“Old man,” answered Eumaeus, “I see thy bent. Thou wouldst forge some glozing tale to beguile the ears of that poor stricken lady, Penelope. Many a beggar has come to her doors crammed full of lies to amuse her widowed heart; and she listens, and doubts, and weeps. And thou too, methinks, hast a like fertile fancy; for hunger and want are rare inventors. But save thy wits for a better purpose; thou canst not bring him back to life, or clothe with warm flesh his bones, long since picked clean by carrion birds or ravenous fish. He is lost for ever, and sorrow is the portion of us who remain, but especially of me, for he was dearer to me than father and mother, dearer than my native land.”
“Friend,” said Odysseus, “thou hast misjudged me sorely, in thinking me one of those greedy mendicants who tell lies for the sake of meat and drink. Believe me or not, I will say what is in my heart, and when my words are proved true by the event I will claim my reward. Odysseus is near at hand, and ere many days have passed he shall be seen in Ithaca, and take vengeance on those who oppress his wife and son. I swear it by this table at which I have eaten, and by the hearth of Odysseus, and by Zeus, the god of hospitality.”
Eumaeus remained totally unconvinced by this solemn assertion. “Talk no more of him,” he said with emotion, “it cuts me to the heart to hear his very name. Would that it might be as thou sayest!—but ’tis an idle dream. Peace be unto his ashes! And may the gods at least preserve unto us his son, Telemachus, who lately departed on a witless errand, led thereto, as I think, by some malign deity who hates the house of Odysseus. But no more of this! Tell me rather of thyself, who and whence thou art, and how thou camest to Ithaca.”

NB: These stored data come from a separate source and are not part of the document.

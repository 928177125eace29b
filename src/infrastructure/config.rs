use serde::Deserialize;
use std::time::Duration;

const CONFIG_FILE: &str = "config/channel-stocks";
const ENV_PREFIX: &str = "CHANNEL_STOCKS";

#[derive(Debug, Deserialize, Clone, Default)]
pub struct AppConfig {
    #[serde(default)]
    pub server: ServerSettings,
    #[serde(default)]
    pub backend: BackendSettings,
    #[serde(default)]
    pub polling: PollingSettings,
}

#[derive(Debug, Deserialize, Clone)]
pub struct ServerSettings {
    #[serde(default = "default_listen_addr")]
    pub listen_addr: String,
}

#[derive(Debug, Deserialize, Clone)]
pub struct BackendSettings {
    /// Full URL of the statistics endpoint
    #[serde(default = "default_data_url")]
    pub data_url: String,
    /// Base URL of the channels/chat/analysis service
    #[serde(default = "default_api_url")]
    pub api_url: String,
    #[serde(default = "default_request_timeout_ms")]
    pub request_timeout_ms: u64,
}

#[derive(Debug, Deserialize, Clone)]
pub struct PollingSettings {
    #[serde(default = "default_interval_ms")]
    pub interval_ms: u64,
    #[serde(default = "default_capacity")]
    pub capacity: usize,
    #[serde(default = "default_color_step")]
    pub color_step: u8,
}

fn default_listen_addr() -> String {
    "0.0.0.0:8080".to_string()
}

fn default_data_url() -> String {
    "http://localhost:5000/data".to_string()
}

fn default_api_url() -> String {
    "http://localhost:5000".to_string()
}

fn default_request_timeout_ms() -> u64 {
    10_000
}

fn default_interval_ms() -> u64 {
    1000
}

fn default_capacity() -> usize {
    crate::domain::series::DEFAULT_CAPACITY
}

fn default_color_step() -> u8 {
    15
}

impl Default for ServerSettings {
    fn default() -> Self {
        Self {
            listen_addr: default_listen_addr(),
        }
    }
}

impl Default for BackendSettings {
    fn default() -> Self {
        Self {
            data_url: default_data_url(),
            api_url: default_api_url(),
            request_timeout_ms: default_request_timeout_ms(),
        }
    }
}

impl Default for PollingSettings {
    fn default() -> Self {
        Self {
            interval_ms: default_interval_ms(),
            capacity: default_capacity(),
            color_step: default_color_step(),
        }
    }
}

impl BackendSettings {
    pub fn request_timeout(&self) -> Duration {
        Duration::from_millis(self.request_timeout_ms)
    }
}

impl PollingSettings {
    pub fn interval(&self) -> Duration {
        Duration::from_millis(self.interval_ms)
    }
}

impl AppConfig {
    pub fn validate(&self) -> anyhow::Result<()> {
        if self.polling.capacity == 0 {
            anyhow::bail!("polling.capacity must be at least 1");
        }
        if self.polling.interval_ms == 0 {
            anyhow::bail!("polling.interval_ms must be at least 1");
        }
        Ok(())
    }
}

/// Optional `config/channel-stocks.toml`, overridden by `CHANNEL_STOCKS__SECTION__KEY`
pub fn load_app_config() -> anyhow::Result<AppConfig> {
    let settings = config::Config::builder()
        .add_source(config::File::with_name(CONFIG_FILE).required(false))
        .add_source(config::Environment::with_prefix(ENV_PREFIX).separator("__"))
        .build()?;

    let app_config: AppConfig = settings.try_deserialize()?;
    app_config.validate()?;
    Ok(app_config)
}
// Page catalogue for the client-side routes
use serde::Serialize;

pub const PRINCIPLES: [&str; 4] = [
    "Goal Setting",
    "Rebalancing",
    "Risk Tolerance",
    "Long-Term Thinking",
];

const STARTING_BALANCE: u64 = 1000;

#[derive(Debug, Clone, Copy, PartialEq, Eq, Serialize)]
#[serde(rename_all = "lowercase")]
pub enum Route {
    Home,
    Game,
    Portfolio,
    Investor,
}

impl Route {
    pub fn parse(path: &str) -> Option<Self> {
        match path.trim_end_matches('/') {
            "" => Some(Route::Home),
            "/game" => Some(Route::Game),
            "/portfolio" => Some(Route::Portfolio),
            "/investor" => Some(Route::Investor),
            _ => None,
        }
    }

    pub fn path(&self) -> &'static str {
        match self {
            Route::Home => "/",
            Route::Game => "/game",
            Route::Portfolio => "/portfolio",
            Route::Investor => "/investor",
        }
    }
}

#[derive(Debug, Clone, Serialize)]
pub struct MenuItem {
    pub name: String,
    pub path: String,
}

#[derive(Debug, Clone, Serialize)]
pub struct Holding {
    pub name: String,
    pub amount: u64,
}

#[derive(Debug, Clone, Serialize)]
pub struct Page {
    pub route: Route,
    pub heading: String,
    pub body: String,
    #[serde(skip_serializing_if = "Vec::is_empty")]
    pub menu: Vec<MenuItem>,
    #[serde(skip_serializing_if = "Vec::is_empty")]
    pub holdings: Vec<Holding>,
    #[serde(skip_serializing_if = "Option::is_none")]
    pub balance: Option<u64>,
    #[serde(skip_serializing_if = "Vec::is_empty")]
    pub principles: Vec<String>,
    #[serde(skip_serializing_if = "Vec::is_empty")]
    pub actions: Vec<String>,
}

impl Page {
    fn bare(route: Route, heading: &str, body: &str) -> Self {
        Self {
            route,
            heading: heading.to_string(),
            body: body.to_string(),
            menu: Vec::new(),
            holdings: Vec::new(),
            balance: None,
            principles: Vec::new(),
            actions: Vec::new(),
        }
    }

    pub fn for_route(route: Route) -> Self {
        match route {
            Route::Home => Page {
                menu: vec![
                    menu_item("Portfolio Management", Route::Portfolio),
                    menu_item("Investor Principles", Route::Investor),
                ],
                ..Page::bare(
                    route,
                    "Educational Social Media Stock Trading",
                    "Teach financially illiterate people investor principles in a fun way, \
                     using social media and music streaming data as \"stocks.\" Earn rewards \
                     while learning!",
                )
            },
            Route::Game => Page {
                menu: vec![menu_item("Home", Route::Home)],
                ..Page::bare(route, "Game", "Coming soon.")
            },
            Route::Portfolio => Page {
                holdings: default_holdings(),
                actions: vec!["Chat".to_string()],
                ..Page::bare(route, "Market Dashboard", "AI Assistant is here to help")
            },
            Route::Investor => Page {
                holdings: default_holdings(),
                balance: Some(STARTING_BALANCE),
                principles: PRINCIPLES.iter().map(|p| p.to_string()).collect(),
                actions: vec!["Buy".to_string(), "Sell".to_string()],
                ..Page::bare(route, "Market Dashboard", "AI Assistant is here to help")
            },
        }
    }
}

fn menu_item(name: &str, route: Route) -> MenuItem {
    MenuItem {
        name: name.to_string(),
        path: route.path().to_string(),
    }
}

fn default_holdings() -> Vec<Holding> {
    vec![
        Holding {
            name: "YouTube Music".to_string(),
            amount: 250,
        },
        Holding {
            name: "TikTok Trends".to_string(),
            amount: 150,
        },
    ]
}
// Presentation layer - HTTP surface
pub mod app_state;
pub mod handlers;

use crate::presentation::app_state::AppState;
use crate::presentation::handlers::{
    channel_trend, get_analysis, get_chart, get_chat, get_page, health_check, home_page,
    list_channels, send_chat, simulate,
};
use axum::{
    routing::{get, post},
    Router,
};
use std::sync::Arc;
use tower_http::trace::TraceLayer;

pub fn router(state: Arc<AppState>) -> Router {
    Router::new()
        .route("/healthz", get(health_check))
        .route("/pages", get(home_page))
        .route("/pages/", get(home_page))
        .route("/pages/:name", get(get_page))
        .route("/chart", get(get_chart))
        .route("/channels", get(list_channels))
        .route("/channels/:name/trend", get(channel_trend))
        .route("/chat", get(get_chat).post(send_chat))
        .route("/analysis", get(get_analysis))
        .route("/simulate", post(simulate))
        .layer(TraceLayer::new_for_http())
        .with_state(state)
}
// Chat service - Conversation with the assistant backend
use crate::application::backend::{AssistantBackend, ClientError};
use crate::domain::chat::{ChatHistory, ChatMessage, ChatRole};
use std::sync::Arc;
use tokio::sync::Mutex;

pub const CHAT_ERROR_TEXT: &str = "Error: could not reach the assistant";

pub struct ChatService {
    backend: Arc<dyn AssistantBackend>,
    history: Mutex<ChatHistory>,
}

impl ChatService {
    pub fn new(backend: Arc<dyn AssistantBackend>) -> Self {
        Self {
            backend,
            history: Mutex::new(ChatHistory::default()),
        }
    }

    /// Send `input` and record both sides of the exchange.
    ///
    /// Blank input is ignored: nothing is recorded and no request is made.
    /// Backend failures become an inline error message.
    pub async fn send(&self, input: &str) -> ChatHistory {
        let message = input.trim();
        if message.is_empty() {
            return self.history().await;
        }

        // lock is not held while the request is in flight
        self.history
            .lock()
            .await
            .push(ChatMessage::new(ChatRole::User, message));

        let answer = match self.backend.send_message(message).await {
            Ok(reply) => ChatMessage::new(ChatRole::Assistant, reply),
            Err(e) => {
                tracing::error!("Chat request failed: {}", e);
                ChatMessage::new(ChatRole::Error, CHAT_ERROR_TEXT)
            }
        };

        let mut history = self.history.lock().await;
        history.push(answer);
        history.clone()
    }

    pub async fn history(&self) -> ChatHistory {
        self.history.lock().await.clone()
    }

    pub async fn analysis(&self) -> Result<String, ClientError> {
        self.backend.fetch_analysis().await
    }
}

#[cfg(test)]
mod tests {
    use super::*;
    use std::sync::atomic::{AtomicUsize, Ordering};

    struct EchoBackend {
        calls: AtomicUsize,
        fail: bool,
    }

    impl EchoBackend {
        fn new(fail: bool) -> Arc<Self> {
            Arc::new(Self {
                calls: AtomicUsize::new(0),
                fail,
            })
        }
    }

    #[async_trait::async_trait]
    impl AssistantBackend for EchoBackend {
        async fn send_message(&self, message: &str) -> Result<String, ClientError> {
            self.calls.fetch_add(1, Ordering::SeqCst);
            if self.fail {
                return Err(ClientError::Fetch {
                    endpoint: "/gemini-chat/".to_string(),
                    status: None,
                    reason: "connection refused".to_string(),
                });
            }
            Ok(format!("echo: {}", message))
        }

        async fn fetch_analysis(&self) -> Result<String, ClientError> {
            Ok("steady growth".to_string())
        }
    }

    #[tokio::test]
    async fn test_empty_input_is_ignored() {
        let backend = EchoBackend::new(false);
        let chat = ChatService::new(backend.clone());

        let history = chat.send("   ").await;

        assert!(history.is_empty());
        assert_eq!(backend.calls.load(Ordering::SeqCst), 0);
    }

    #[tokio::test]
    async fn test_reply_is_recorded() {
        let chat = ChatService::new(EchoBackend::new(false));

        let history = chat.send(" what is rebalancing? ").await;

        let roles: Vec<ChatRole> = history.messages().iter().map(|m| m.role).collect();
        assert_eq!(roles, vec![ChatRole::User, ChatRole::Assistant]);
        assert_eq!(history.messages()[0].text, "what is rebalancing?");
        assert_eq!(history.messages()[1].text, "echo: what is rebalancing?");
        assert_eq!(chat.history().await.len(), 2);
    }

    #[tokio::test]
    async fn test_failure_becomes_inline_error() {
        let chat = ChatService::new(EchoBackend::new(true));

        let history = chat.send("hello").await;

        assert_eq!(history.len(), 2);
        assert_eq!(history.messages()[1].role, ChatRole::Error);
        assert_eq!(history.messages()[1].text, CHAT_ERROR_TEXT);
    }

    struct SlowBackend;

    #[async_trait::async_trait]
    impl AssistantBackend for SlowBackend {
        async fn send_message(&self, _message: &str) -> Result<String, ClientError> {
            tokio::time::sleep(std::time::Duration::from_secs(2)).await;
            Ok("late".to_string())
        }

        async fn fetch_analysis(&self) -> Result<String, ClientError> {
            Ok(String::new())
        }
    }

    #[tokio::test]
    async fn test_history_readable_while_reply_pending() {
        let chat = Arc::new(ChatService::new(Arc::new(SlowBackend)));

        let sender = chat.clone();
        let pending = tokio::spawn(async move { sender.send("hi").await });
        tokio::time::sleep(std::time::Duration::from_millis(50)).await;

        let started = std::time::Instant::now();
        let history = chat.history().await;
        assert!(started.elapsed() < std::time::Duration::from_millis(500));
        assert_eq!(history.len(), 1);
        assert_eq!(history.messages()[0].role, ChatRole::User);

        // blank sends do not wait on the pending reply either
        let started = std::time::Instant::now();
        assert_eq!(chat.send("  ").await.len(), 1);
        assert!(started.elapsed() < std::time::Duration::from_millis(500));

        let done = pending.await.unwrap();
        assert_eq!(done.len(), 2);
        assert_eq!(done.messages()[1].text, "late");
    }

    #[tokio::test]
    async fn test_analysis_passes_through() {
        let chat = ChatService::new(EchoBackend::new(false));
        assert_eq!(chat.analysis().await.unwrap(), "steady growth");
    }
}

Eumaeus had not extolled the fertile invention of Odysseus for nothing. Forthwith he began a wondrous tale of adventure, a little epic in itself, with some points of resemblance to his own true story. “I am a native of Crete,” he began, “and the son of a wealthy man. When my father died I received but a scanty portion of his goods. Nevertheless, because of my valour and the might of my hands, I won a noble and wealthy lady for my wife. Thou wouldst not deem, perhaps, to see me now, that I was once a mighty man of war; yet even in the stubble we may judge what the wheat has been. From my youth up I lived amidst the clash of shield and spear, and loved battle and ambush, siege and foray. But I cared not for plodding industry, which gives increase unto a house, and fills it with the bright faces of children. Such I was as Heaven made me, a man of war and blood.